Après des essais généralement malheureux, on a renoncé presque partout à l’emploi exclusif des engrais salins ; on leur a réservé le rôle d’engrais complémentaires, venant soutenir, fortifier les fumures de fumier de ferme, de tourteaux, d’engrais vert ; c’est à cet emploi qu’ils sont propres et ainsi employés ils rendent des services inappréciables. Parmi les milliers d’exemples qu’on pourrait présenter pour appuyer cette méthode universellement appliquée aujourd’hui dans la région septentrionale de notre pays, où l’on pratique la culture intensive, en Belgique, en Angleterre ou en Allemagne, je choisirai une série d’expériences très bien disposée par le docteur Gilbert. Elle porte sur une culture de pommes de terre continuée pendant dix ans ; on ne plantait pas à ce moment les variétés prolifiques utilisées aujourd’hui, et les rendemens ne sont que médiocres, mais la comparaison est instructive. De 1876 à 1881, on récolte sans engrais 5 711 kilos de tubercules à l’hectare, 13 138 avec du fumier de ferme, 14 012 avec du fumier et du superphosphate, 17 856 avec du fumier, du superphosphate et du nitrate de soude : sur ces dernières parcelles, on cesse de répandre les engrais chimiques de 1882 à 1887, on se borne au fumier de ferme, la récolte tombe à 10 070 kilogrammes.

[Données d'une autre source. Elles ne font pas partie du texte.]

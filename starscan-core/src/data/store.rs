//! CSV series store.
//!
//! Layout:
//! - `{root}/daily/{code}.csv`: one append-only series per instrument
//! - `{root}/stock_basic.csv`: last fetched universe listing
//!
//! Appends open the file in append mode and only write a header when the file
//! is new or empty. Full rewrites (overwrite mode, universe listing) are atomic: write
//! to `.tmp`, then rename into place.

use super::merge::{PersistedState, WriteMode, WritePlan};
use super::parser::RecordSet;
use super::provider::DataError;
use crate::domain::Instrument;
use std::fs::{self, OpenOptions};
use std::io::Write;
use std::path::{Path, PathBuf};

/// Header of the universe listing.
pub const UNIVERSE_HEADER: [&str; 5] = ["code", "name", "market", "secid", "updated_at"];

/// The on-disk series store.
#[derive(Debug, Clone)]
pub struct SeriesStore {
    root: PathBuf,
}

impl SeriesStore {
    pub fn new(root: impl Into<PathBuf>) -> Self {
        Self { root: root.into() }
    }

    /// Root directory of the store.
    pub fn root(&self) -> &Path {
        &self.root
    }

    /// Directory holding the per-instrument files.
    pub fn daily_dir(&self) -> PathBuf {
        self.root.join("daily")
    }

    pub fn series_path(&self, code: &str) -> PathBuf {
        self.daily_dir().join(format!("{code}.csv"))
    }

    pub fn universe_path(&self) -> PathBuf {
        self.root.join("stock_basic.csv")
    }

    pub fn ensure_layout(&self) -> Result<(), DataError> {
        fs::create_dir_all(self.daily_dir())
            .map_err(|e| DataError::StoreError(format!("failed to create dir: {e}")))
    }

    /// Load header and persisted dates for `code`.
    pub fn load_state(&self, code: &str) -> Result<PersistedState, DataError> {
        let path = self.series_path(code);
        if !path.exists() {
            return Ok(PersistedState::absent());
        }
        let records = RecordSet::from_path(&path)?;
        Ok(PersistedState::from_records(&records))
    }

    /// Execute a reconciled write. Returns the number of rows written.
    pub fn apply(&self, code: &str, plan: &WritePlan) -> Result<usize, DataError> {
        if plan.rows.is_empty() {
            return Ok(0);
        }
        let path = self.series_path(code);

        match plan.mode {
            WriteMode::Overwrite => {
                write_atomic(&path, &plan.header, &plan.rows)?;
            }
            WriteMode::Append => {
                let existed = path.metadata().is_ok_and(|m| m.len() > 0);
                let file = OpenOptions::new()
                    .create(true)
                    .append(true)
                    .open(&path)
                    .map_err(|e| DataError::StoreError(format!("open {}: {e}", path.display())))?;
                let header = (!existed).then_some(plan.header.as_slice());
                write_table(file, header, &plan.rows)?;
            }
        }

        Ok(plan.rows.len())
    }

    /// Replace the universe listing, stamping every row with `updated_at`.
    pub fn write_universe(&self, instruments: &[Instrument], updated_at: &str) -> Result<(), DataError> {
        if instruments.is_empty() {
            return Ok(());
        }
        fs::create_dir_all(&self.root)
            .map_err(|e| DataError::StoreError(format!("failed to create dir: {e}")))?;

        let header: Vec<String> = UNIVERSE_HEADER.iter().map(|s| s.to_string()).collect();
        let rows: Vec<Vec<String>> = instruments
            .iter()
            .map(|i| {
                vec![
                    i.code.clone(),
                    i.name.clone(),
                    i.market.clone(),
                    i.secid.clone(),
                    updated_at.to_string(),
                ]
            })
            .collect();
        write_atomic(&self.universe_path(), &header, &rows)
    }
}

fn write_table<W: Write>(writer: W, header: Option<&[String]>, rows: &[Vec<String>]) -> Result<(), DataError> {
    let mut wtr = csv::Writer::from_writer(writer);
    if let Some(header) = header {
        wtr.write_record(header)?;
    }
    for row in rows {
        wtr.write_record(row)?;
    }
    wtr.flush()
        .map_err(|e| DataError::StoreError(format!("flush: {e}")))
}

fn write_atomic(path: &Path, header: &[String], rows: &[Vec<String>]) -> Result<(), DataError> {
    let mut tmp_name = path.as_os_str().to_owned();
    tmp_name.push(".tmp");
    let tmp_path = PathBuf::from(tmp_name);

    let file = fs::File::create(&tmp_path)
        .map_err(|e| DataError::StoreError(format!("create {}: {e}", tmp_path.display())))?;
    write_table(file, Some(header), rows)?;

    fs::rename(&tmp_path, path).map_err(|e| {
        let _ = fs::remove_file(&tmp_path);
        DataError::StoreError(format!("atomic rename failed: {e}"))
    })
}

Quand on ajoute ainsi les engrais chimiques à une bonne fumure de fumier de ferme, on augmente la récolte, et c’est là un point important, mais ce qui l’est davantage encore, c’est qu’on peut impunément réduire la fumure de fumier. En 1885, j’ai essayé sur une variété de blé nouvellement introduite à Grignon de très fortes fumures de fumier de ferme pour apprécier la résistance à la verse qu’elle présentait.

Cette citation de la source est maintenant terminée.